▸ ACTIVITY
Take the lines below from the first through the one that contains "use tracing::debug;" and copy them exactly.
──────── RECORDS SUPPLIED
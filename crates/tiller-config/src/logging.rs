//! Logging output format shared by embedding binaries.

use serde::{Deserialize, Serialize};
use strum::{Display, EnumString};

/// Supported logging output formats.
#[derive(
    Debug, Clone, Copy, Default, Deserialize, Serialize, PartialEq, Eq, EnumString, Display,
)]
#[serde(rename_all = "snake_case")]
#[strum(serialize_all = "snake_case", ascii_case_insensitive)]
pub enum LogFormat {
    /// Structured JSON suitable for ingestion by logging stacks.
    #[default]
    Json,
    /// Human-readable single line output.
    Compact,
}

/// Errors encountered while parsing a [`LogFormat`] from text.
pub type LogFormatParseError = strum::ParseError;
//! BiDi operations exposed on the connection.

use std::cell::RefCell;
use std::rc::Rc;

use serde_json::{Value, json};
use tracing::debug;

use super::tracker::BidiTracker;
use super::{
    BIDI_CHANNEL_SUFFIX, BIDI_RESPONSE_BINDING, BIDI_TARGET, CDP_TUNNEL_CHANNEL, CHANNEL_FIELD,
    MAPPER_ENTRY_POINT,
};
use crate::client::{ClientHandle, CommandOptions, DevToolsConnection};
use crate::deadline::Deadline;
use crate::error::DevToolsError;
use crate::listener::DevToolsListener;

impl DevToolsConnection {
    /// Posts a BiDi command to the mapper without waiting for an answer.
    ///
    /// A command carrying a channel has the reserved plain-BiDi suffix
    /// appended, so the mapper's answer can be told apart from tunnel
    /// traffic and the suffix stripped again on the way back.
    ///
    /// # Errors
    ///
    /// Returns [`DevToolsError::Unknown`] when no tunnel session is set up
    /// or the command is not an object, and
    /// [`DevToolsError::Disconnected`] when the write fails.
    pub fn post_bidi_command(
        &mut self,
        client: ClientHandle,
        command: Value,
    ) -> Result<(), DevToolsError> {
        let channel = command
            .get(CHANNEL_FIELD)
            .and_then(Value::as_str)
            .map(|channel| format!("{channel}{BIDI_CHANNEL_SUFFIX}"))
            .unwrap_or_default();
        self.post_bidi_command_internal(client, channel, command)
    }

    pub(crate) fn post_bidi_command_internal(
        &mut self,
        client: ClientHandle,
        channel: String,
        mut command: Value,
    ) -> Result<(), DevToolsError> {
        if !command.is_object() {
            return Err(DevToolsError::unknown("BiDi command must be an object"));
        }
        let tunnel_session_id = self.record(client)?.tunnel_session_id.clone();
        if tunnel_session_id.is_empty() {
            return Err(DevToolsError::unknown(
                "unable to send BiDi commands without BiDi server session id",
            ));
        }
        if !channel.is_empty() {
            command[CHANNEL_FIELD] = Value::from(channel);
        }

        let serialized = serde_json::to_string(&command).map_err(|error| {
            DevToolsError::unknown(format!("cannot serialize the BiDi command: {error}"))
        })?;
        let argument = serde_json::to_string(&serialized).map_err(|error| {
            DevToolsError::unknown(format!("cannot quote the BiDi command: {error}"))
        })?;
        let expression = format!("{MAPPER_ENTRY_POINT}({argument})");

        debug!(target: BIDI_TARGET, session_id = %tunnel_session_id, "posting BiDi command");
        self.send_command_internal(
            client,
            "Runtime.evaluate",
            json!({"expression": expression}),
            CommandOptions::posted(&tunnel_session_id),
        )
        .map(|_| ())
    }

    /// Sends a BiDi command and waits for the response on its channel.
    ///
    /// The call registers the tracker it needs and fully unregisters it on
    /// every exit path: the listener count observed by the caller before
    /// and after the call is identical.
    ///
    /// # Errors
    ///
    /// Returns [`DevToolsError::Unknown`] naming the violated
    /// precondition when the command lacks an `id` or a non-empty channel
    /// ending in a reserved suffix, and [`DevToolsError::Timeout`] when no
    /// matching response arrives before the deadline.
    pub fn send_bidi_command(
        &mut self,
        client: ClientHandle,
        command: Value,
        deadline: &Deadline,
    ) -> Result<Value, DevToolsError> {
        let Some(expected_id) = command.get("id").filter(|id| id.is_number()).cloned() else {
            return Err(DevToolsError::unknown("BiDi command must contain an 'id' field"));
        };
        let channel = command
            .get(CHANNEL_FIELD)
            .and_then(Value::as_str)
            .unwrap_or_default()
            .to_owned();
        if channel.is_empty()
            || !(channel.ends_with(BIDI_CHANNEL_SUFFIX) || channel.ends_with(CDP_TUNNEL_CHANNEL))
        {
            return Err(DevToolsError::unknown(format!(
                "BiDi command must contain a non-empty string '{CHANNEL_FIELD}' ending in \
                 '{BIDI_CHANNEL_SUFFIX}' or '{CDP_TUNNEL_CHANNEL}'"
            )));
        }

        let captured: Rc<RefCell<Option<Value>>> = Rc::new(RefCell::new(None));
        let tracker: Rc<dyn DevToolsListener> = {
            let captured = Rc::clone(&captured);
            let channel = channel.clone();
            let expected_id = expected_id.clone();
            Rc::new(BidiTracker::new(Box::new(move |payload| {
                let payload_channel = payload
                    .get(CHANNEL_FIELD)
                    .and_then(Value::as_str)
                    .unwrap_or_default();
                if payload.get("id") == Some(&expected_id)
                    && payload_channel == channel
                    && captured.borrow().is_none()
                {
                    *captured.borrow_mut() = Some(payload.clone());
                }
                Ok(())
            })))
        };

        self.add_listener(client, Rc::clone(&tracker))?;
        let outcome = self.post_bidi_command(client, command).and_then(|()| {
            let captured = Rc::clone(&captured);
            self.handle_events_until(client, move || Ok(captured.borrow().is_some()), deadline)
        });
        self.remove_listener(client, &tracker)?;
        outcome?;

        captured
            .borrow_mut()
            .take()
            .ok_or_else(|| DevToolsError::timeout("BiDi response did not arrive"))
    }

    /// Boots the BiDi mapper inside the client's page and records the
    /// client as the connection's CDP tunnel.
    ///
    /// # Errors
    ///
    /// Returns [`DevToolsError::Unknown`] when the client is not a main
    /// page, is not connected, already tunnels, or the mapper script
    /// throws while starting.
    pub fn start_bidi_server(
        &mut self,
        client: ClientHandle,
        mapper_script: &str,
        deadline: &Deadline,
    ) -> Result<(), DevToolsError> {
        if !self.is_main_page(client) {
            return Err(DevToolsError::unknown(
                "BiDi server can only be started by a page client",
            ));
        }
        if !self.is_connected(client) {
            return Err(DevToolsError::unknown(
                "BiDi server setup requires existing connection",
            ));
        }
        if !self.record(client)?.tunnel_session_id.is_empty() {
            return Err(DevToolsError::unknown(
                "BiDi tunnel is already set up in this client",
            ));
        }

        let target_id = self.record(client)?.id.clone();
        let root = self.root_of(client)?;
        self.send_command_and_ignore_response(
            root,
            "Target.exposeDevToolsProtocol",
            json!({"bindingName": "cdp", "targetId": target_id}),
        )?;
        self.send_command_and_ignore_response(
            client,
            "Runtime.addBinding",
            json!({"name": BIDI_RESPONSE_BINDING}),
        )?;
        // Interact with the mapper tab once so closing it later still
        // triggers beforeunload.
        self.send_command_and_ignore_response(
            client,
            "Runtime.evaluate",
            json!({"expression": "document.body.click()", "userGesture": true}),
        )?;

        let result = self.send_command_and_get_result_with_timeout(
            client,
            "Runtime.evaluate",
            json!({"expression": mapper_script}),
            deadline,
        )?;
        check_mapper_exception(&result)?;

        let window_id = serde_json::to_string(&target_id).map_err(|error| {
            DevToolsError::unknown(format!("cannot serialize the target id: {error}"))
        })?;
        let result = self.send_command_and_get_result_with_timeout(
            client,
            "Runtime.evaluate",
            json!({
                "expression": format!("window.runMapperInstance({window_id})"),
                "awaitPromise": true,
            }),
            deadline,
        )?;
        check_mapper_exception(&result)?;

        let session_id = self.record(client)?.session_id.clone();
        self.record_mut(client)?.tunnel_session_id = session_id;
        Ok(())
    }
}

fn check_mapper_exception(result: &Value) -> Result<(), DevToolsError> {
    if result.get("exceptionDetails").is_some() {
        let description = result
            .get("result")
            .and_then(|inner| inner.get("description"))
            .and_then(Value::as_str)
            .unwrap_or("unknown");
        return Err(DevToolsError::unknown(format!(
            "failed to initialize BiDi mapper: {description}"
        )));
    }
    Ok(())
}
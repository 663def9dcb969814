//! Command dispatch, the blocking receive loop and notification passes.

use std::rc::Rc;

use serde_json::{Value, json};
use tracing::{debug, error, warn};

use super::CLIENT_TARGET;
use super::connection::DevToolsConnection;
use super::record::{ClientHandle, CommandNotification, PendingResponse, ResponseState};
use crate::bidi::{wrap_bidi_command_in_cdp_command, wrap_cdp_command_in_bidi_command};
use crate::codec::{InspectorEvent, InspectorMessage, parse_inspector_error, parse_inspector_message};
use crate::deadline::Deadline;
use crate::error::DevToolsError;
use crate::transport::ReceiveResult;

/// How a single command send behaves.
#[derive(Clone, Copy)]
pub(crate) struct CommandOptions<'a> {
    pub expect_response: bool,
    pub wait_for_response: bool,
    pub ignore_response: bool,
    pub client_command_id: Option<i64>,
    pub deadline: Option<&'a Deadline>,
    pub session_override: Option<&'a str>,
    pub bypass_dialog_block: bool,
}

impl<'a> CommandOptions<'a> {
    fn base() -> Self {
        Self {
            expect_response: true,
            wait_for_response: true,
            ignore_response: false,
            client_command_id: None,
            deadline: None,
            session_override: None,
            bypass_dialog_block: false,
        }
    }

    /// Send, then block until the response arrives.
    pub fn waiting(deadline: Option<&'a Deadline>) -> Self {
        Self {
            deadline,
            ..Self::base()
        }
    }

    /// Send and discard the response whenever it arrives.
    pub fn ignored() -> Self {
        Self {
            wait_for_response: false,
            ignore_response: true,
            ..Self::base()
        }
    }

    /// Send a command that has no id-correlated response at all.
    pub fn fire_and_forget(client_command_id: Option<i64>) -> Self {
        Self {
            expect_response: false,
            wait_for_response: false,
            client_command_id,
            ..Self::base()
        }
    }

    /// Send past the alert block: used by the connect handshake and the
    /// dialog-handling command, which must go through even while a dialog
    /// is open.
    pub fn past_dialog_block() -> Self {
        Self {
            bypass_dialog_block: true,
            ..Self::base()
        }
    }

    /// Send on behalf of another session with the response discarded.
    pub fn posted(session_override: &'a str) -> Self {
        Self {
            wait_for_response: false,
            ignore_response: true,
            session_override: Some(session_override),
            ..Self::base()
        }
    }
}
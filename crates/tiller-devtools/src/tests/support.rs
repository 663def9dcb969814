//! Scripted transports and recording listeners shared by the tests.

use std::cell::{Cell, RefCell};
use std::collections::{HashMap, VecDeque};
use std::rc::Rc;

use serde_json::{Value, json};

use crate::bidi::{CDP_TUNNEL_CHANNEL, CDP_TUNNEL_METHOD, CHANNEL_FIELD, MAPPER_ENTRY_POINT};
use crate::client::{ClientHandle, DevToolsConnection};
use crate::deadline::Deadline;
use crate::error::DevToolsError;
use crate::listener::DevToolsListener;
use crate::transport::{ReceiveResult, Transport};

const ADD_SCRIPT_METHOD: &str = "Page.addScriptToEvaluateOnNewDocument";
const EVALUATE_METHOD: &str = "Runtime.evaluate";

/// How the mock answers user commands once a session's handshake is done.
pub enum Mode {
    /// Answer every command with the default response.
    Echo,
    /// Enqueue an event for `event_session` before the default response.
    EchoWithEvent {
        /// Session the event is tagged with.
        event_session: String,
    },
    /// Accept writes silently; the test drives the inbound queue.
    Scripted,
    /// Drop the connection on the first user command, then echo.
    DropFirstCommand,
    /// Behave as a BiDi mapper living in `mapper_session`.
    Bidi {
        /// Session the mapper answers from.
        mapper_session: String,
    },
}

#[derive(Default)]
struct SessionState {
    add_script_handled: bool,
    runtime_eval_handled: bool,
    connect_complete: bool,
}

/// Scripted in-memory transport answering the connect handshake itself.
///
/// The handshake expects exactly the two setup commands per session, each
/// once; anything else fails the test.
pub struct MockTransport {
    connected: bool,
    connection_count: usize,
    command_count: usize,
    fail_connect_attempt: Option<usize>,
    mode: Mode,
    sessions: HashMap<String, SessionState>,
    queued: Rc<RefCell<VecDeque<String>>>,
    sent: Rc<RefCell<Vec<Value>>>,
}
//! Inbound message parsing and remote-error classification.
//!
//! One raw transport message decodes to either an event or a command
//! response, tagged with the session it belongs to. BiDi traffic arrives
//! wrapped inside `Runtime.bindingCalled` events and is unwrapped here so
//! downstream consumers never parse a payload twice: plain BiDi payloads
//! replace their serialized form in place (with the reserved channel
//! suffix stripped), and CDP-over-BiDi tunnel payloads are re-framed into
//! ordinary events or responses.

use serde_json::{Map, Value};
use tracing::warn;

use crate::bidi::{
    BIDI_CHANNEL_SUFFIX, BIDI_DEBUG_BINDING, BIDI_RESPONSE_BINDING, CDP_EVENT_PREFIX,
    CDP_TUNNEL_CHANNEL, CHANNEL_FIELD,
};
use crate::error::DevToolsError;

/// Log target for codec operations.
pub(crate) const CODEC_TARGET: &str = "tiller_devtools::codec";

/// The event that carries BiDi traffic out of the browser.
pub(crate) const BINDING_CALLED_METHOD: &str = "Runtime.bindingCalled";

const SESSION_NOT_FOUND_CODE: i64 = -32001;
const METHOD_NOT_FOUND_CODE: i64 = -32601;
const INVALID_PARAMS_CODE: i64 = -32602;

const NO_TARGET_WITH_GIVEN_ID: &str = "No target with given id found";
const DEFAULT_CONTEXT_ERROR: &str = "Cannot find default execution context";
const CONTEXT_ERROR: &str = "Cannot find context with specified id";
const UNIQUE_CONTEXT_ID_NOT_FOUND: &str = "uniqueContextId not found";
const INVALID_URL: &str = "Cannot navigate to invalid URL";
const INSECURE_CONTEXT: &str = "Permission can't be granted in current context.";
const OPAQUE_ORIGINS: &str = "Permission can't be granted to opaque origins.";
const PUSH_PERMISSION: &str = "Push Permission without userVisibleOnly:true isn't supported";
const NO_SUCH_FRAME: &str = "Frame with the given id was not found.";
const FRAME_NOT_IN_TARGET: &str = "Frame with the given id does not belong to the target.";
const NO_NODE_FOR_BACKEND_ID: &str = "No node found for given backend id";
const NO_NODE_WITH_GIVEN_ID: &str = "No node with given id found";
const CONTEXT_DESTROYED: &str = "Execution context was destroyed.";
const TARGET_NAVIGATED_OR_CLOSED: &str = "Inspected target navigated or closed";
const NOT_ATTACHED_TO_ACTIVE_PAGE: &str = "Not attached to an active page";

/// An inbound notification from the remote end.
#[derive(Debug, Clone, PartialEq)]
pub struct InspectorEvent {
    /// The event method name (e.g. `Page.loadEventFired`).
    pub method: String,
    /// The event parameters; an empty object when the wire omits them.
    pub params: Value,
}

/// An inbound answer to a previously issued command.
///
/// Exactly one of `result` and `error` is populated. A wire response
/// carrying neither is treated as an implicit empty result, not an error.
#[derive(Debug, Clone, PartialEq)]
pub struct InspectorResponse {
    /// The command id this response correlates to.
    pub id: i64,
    /// The decoded result object on success.
    pub result: Option<Value>,
    /// The serialized error object on failure; empty on success.
    pub error: String,
}

/// The two kinds of inbound message.
#[derive(Debug, Clone, PartialEq)]
pub enum InspectorMessage {
    /// A notification.
    Event(InspectorEvent),
    /// A command response.
    Response(InspectorResponse),
}

/// One parsed inbound message together with its routing key.
#[derive(Debug, Clone, PartialEq)]
pub struct RoutedMessage {
    /// Session the message belongs to; empty for the root session.
    pub session_id: String,
    /// The decoded message.
    pub message: InspectorMessage,
}

/// Parses one raw inbound message.
///
/// # Errors
///
/// Returns [`DevToolsError::Unknown`] when the text is not JSON, is not an
/// object, or is neither a method-bearing event nor an id-bearing
/// response.
pub fn parse_inspector_message(raw: &str) -> Result<RoutedMessage, DevToolsError> {
    let Some(root) = serde_json::from_str::<Value>(raw)
        .ok()
        .filter(Value::is_object)
    else {
        return Err(bad_message(raw));
    };

    let session_id = root
        .get("sessionId")
        .and_then(Value::as_str)
        .unwrap_or_default()
        .to_owned();

    if let Some(id_value) = root.get("id") {
        let Some(id) = id_value.as_i64() else {
            return Err(bad_message(raw));
        };
        return Ok(RoutedMessage {
            session_id,
            message: InspectorMessage::Response(decode_response_body(id, &root)),
        });
    }

    let Some(method) = root.get("method").and_then(Value::as_str) else {
        return Err(bad_message(raw));
    };
    let mut params = root
        .get("params")
        .filter(|value| value.is_object())
        .cloned()
        .unwrap_or_else(empty_object);

    if method == BINDING_CALLED_METHOD {
        match unwrap_bidi_payload(&mut params) {
            Ok(None) => {}
            Ok(Some(tunneled)) => return Ok(tunneled),
            Err(()) => return Err(bad_message(raw)),
        }
    }

    Ok(RoutedMessage {
        session_id,
        message: InspectorMessage::Event(InspectorEvent {
            method: method.to_owned(),
            params,
        }),
    })
}

/// Classifies a serialized remote error object into a typed failure.
///
/// Checked in this precedence: empty or unparseable error text; known
/// message phrases regardless of numeric code; the numeric-code table;
/// otherwise the generic fallback carrying the original JSON.
#[must_use]
pub fn parse_inspector_error(error_json: &str) -> DevToolsError {
    let Some(error) = serde_json::from_str::<Value>(error_json)
        .ok()
        .filter(Value::is_object)
    else {
        return DevToolsError::unknown("inspector error with no error message");
    };

    let message = error.get("message").and_then(Value::as_str);
    let code = error.get("code").and_then(Value::as_i64);

    if let Some(classified) = message.and_then(classify_known_message) {
        return classified;
    }

    match code {
        Some(METHOD_NOT_FOUND_CODE) => DevToolsError::UnknownCommand {
            message: message.unwrap_or("method not found").to_owned(),
        },
        Some(SESSION_NOT_FOUND_CODE) => DevToolsError::NoSuchFrame {
            message: message.unwrap_or("inspector detached").to_owned(),
        },
        Some(INVALID_PARAMS_CODE) => match message {
            Some(NO_TARGET_WITH_GIVEN_ID) => DevToolsError::NoSuchWindow {
                message: NO_TARGET_WITH_GIVEN_ID.to_owned(),
            },
            _ => DevToolsError::InvalidArgument {
                message: message.unwrap_or_default().to_owned(),
            },
        },
        _ => DevToolsError::unknown(format!("unhandled inspector error: {error_json}")),
    }
}

/// Maps the remote error phrases whose numeric code is too generic to act
/// on. The server reports most of these under its catch-all code, so the
/// message content is the only reliable signal.
fn classify_known_message(message: &str) -> Option<DevToolsError> {
    match message {
        DEFAULT_CONTEXT_ERROR | CONTEXT_ERROR | UNIQUE_CONTEXT_ID_NOT_FOUND => {
            Some(DevToolsError::NoSuchExecutionContext {
                message: message.to_owned(),
            })
        }
        INVALID_URL | OPAQUE_ORIGINS | PUSH_PERMISSION => Some(DevToolsError::InvalidArgument {
            message: message.to_owned(),
        }),
        INSECURE_CONTEXT => Some(DevToolsError::InvalidArgument {
            message: "feature cannot be used in insecure context".to_owned(),
        }),
        NO_SUCH_FRAME | FRAME_NOT_IN_TARGET => Some(DevToolsError::NoSuchFrame {
            message: message.to_owned(),
        }),
        NO_NODE_FOR_BACKEND_ID | NO_NODE_WITH_GIVEN_ID => Some(DevToolsError::NoSuchElement {
            message: message.to_owned(),
        }),
        CONTEXT_DESTROYED | TARGET_NAVIGATED_OR_CLOSED | NOT_ATTACHED_TO_ACTIVE_PAGE => {
            Some(DevToolsError::AbortedByNavigation {
                message: message.to_owned(),
            })
        }
        _ => None,
    }
}

fn decode_response_body(id: i64, root: &Value) -> InspectorResponse {
    let result = root
        .get("result")
        .filter(|value| value.is_object())
        .cloned();
    let error = root.get("error").filter(|value| value.is_object());

    match (result, error) {
        (Some(result), _) => InspectorResponse {
            id,
            result: Some(result),
            error: String::new(),
        },
        (None, Some(error)) => InspectorResponse {
            id,
            result: None,
            error: error.to_string(),
        },
        // Some commands legitimately answer with neither key; treat the
        // response as an implicit empty result.
        (None, None) => InspectorResponse {
            id,
            result: Some(empty_object()),
            error: String::new(),
        },
    }
}

/// Unwraps a BiDi payload carried by a `Runtime.bindingCalled` event.
///
/// Returns `Ok(None)` when the event is not BiDi traffic (the caller keeps
/// it as-is), `Ok(Some(message))` when the payload was a CDP tunnel
/// message that replaces the event wholesale, and `Err(())` on a malformed
/// payload.
fn unwrap_bidi_payload(params: &mut Value) -> Result<Option<RoutedMessage>, ()> {
    let Some(name) = params.get("name").and_then(Value::as_str) else {
        warn!(
            target: CODEC_TARGET,
            "name is missing in the Runtime.bindingCalled params"
        );
        return Err(());
    };
    if name != BIDI_RESPONSE_BINDING && name != BIDI_DEBUG_BINDING {
        return Ok(None);
    }

    let Some(payload_text) = params.get("payload").and_then(Value::as_str) else {
        warn!(
            target: CODEC_TARGET,
            "payload is missing in the Runtime.bindingCalled params"
        );
        return Err(());
    };
    let Some(mut payload) = serde_json::from_str::<Value>(payload_text)
        .ok()
        .filter(Value::is_object)
    else {
        warn!(target: CODEC_TARGET, "unable to deserialize the BiDi payload");
        return Err(());
    };

    let channel = payload
        .get(CHANNEL_FIELD)
        .and_then(Value::as_str)
        .unwrap_or_default()
        .to_owned();

    if channel == CDP_TUNNEL_CHANNEL {
        return parse_cdp_tunnel_message(&payload).map(Some).ok_or(());
    }

    if let Some(trimmed) = channel.strip_suffix(BIDI_CHANNEL_SUFFIX) {
        payload[CHANNEL_FIELD] = Value::from(trimmed);
    }

    // Replace the serialized payload with the decoded value so downstream
    // consumers do not deserialize twice.
    params["payload"] = payload;
    Ok(None)
}

/// Re-frames a CDP tunnel payload into a plain event or response.
fn parse_cdp_tunnel_message(payload: &Value) -> Option<RoutedMessage> {
    let method = payload.get("method").and_then(Value::as_str);

    if let Some(method) = method.filter(|m| m.starts_with(CDP_EVENT_PREFIX)) {
        let Some(inner) = payload.get("params").filter(|value| value.is_object()) else {
            warn!(
                target: CODEC_TARGET,
                wrapper = method,
                "params field is missing in the tunneled event payload"
            );
            return None;
        };
        let Some(cdp_method) = inner.get("method").and_then(Value::as_str) else {
            warn!(
                target: CODEC_TARGET,
                wrapper = method,
                "params.method is missing in the tunneled event payload"
            );
            return None;
        };
        let session_id = inner
            .get("session")
            .and_then(Value::as_str)
            .unwrap_or_default()
            .to_owned();
        let cdp_params = inner
            .get("params")
            .filter(|value| value.is_object())
            .cloned()
            .unwrap_or_else(empty_object);
        return Some(RoutedMessage {
            session_id,
            message: InspectorMessage::Event(InspectorEvent {
                method: cdp_method.to_owned(),
                params: cdp_params,
            }),
        });
    }

    let Some(tunnel_id) = payload.get("id").and_then(Value::as_i64) else {
        warn!(target: CODEC_TARGET, "tunneled CDP response has no id");
        return None;
    };
    let session_id = payload
        .get("session")
        .and_then(Value::as_str)
        .unwrap_or_default()
        .to_owned();
    // Tunneled commands carry the negated CDP id so they cannot collide
    // with ordinary BiDi ids; negate back before correlation.
    Some(RoutedMessage {
        session_id,
        message: InspectorMessage::Response(decode_response_body(-tunnel_id, payload)),
    })
}

fn empty_object() -> Value {
    Value::Object(Map::new())
}

fn bad_message(raw: &str) -> DevToolsError {
    DevToolsError::unknown(format!("bad inspector message: {raw}"))
}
────────────────
▸ RESPONSE AREA
filename crates/tiller-config/src/logging.rs
//! Logging output format shared by embedding binaries.

use serde::{Deserialize, Serialize};
use strum::{Display, EnumString};

/// Supported logging output formats.
#[derive(
    Debug, Clone, Copy, Default, Deserialize, Serialize, PartialEq, Eq, EnumString, Display,
)]
#[serde(rename_all = "snake_case")]
#[strum(serialize_all = "snake_case", ascii_case_insensitive)]
pub enum LogFormat {
    /// Structured JSON suitable for ingestion by logging stacks.
    #[default]
    Json,
    /// Human-readable single line output.
    Compact,
}

/// Errors encountered while parsing a [`LogFormat`] from text.
pub type LogFormatParseError = strum::ParseError;
//! BiDi operations exposed on the connection.

use std::cell::RefCell;
use std::rc::Rc;

use serde_json::{Value, json};
use tracing::debug;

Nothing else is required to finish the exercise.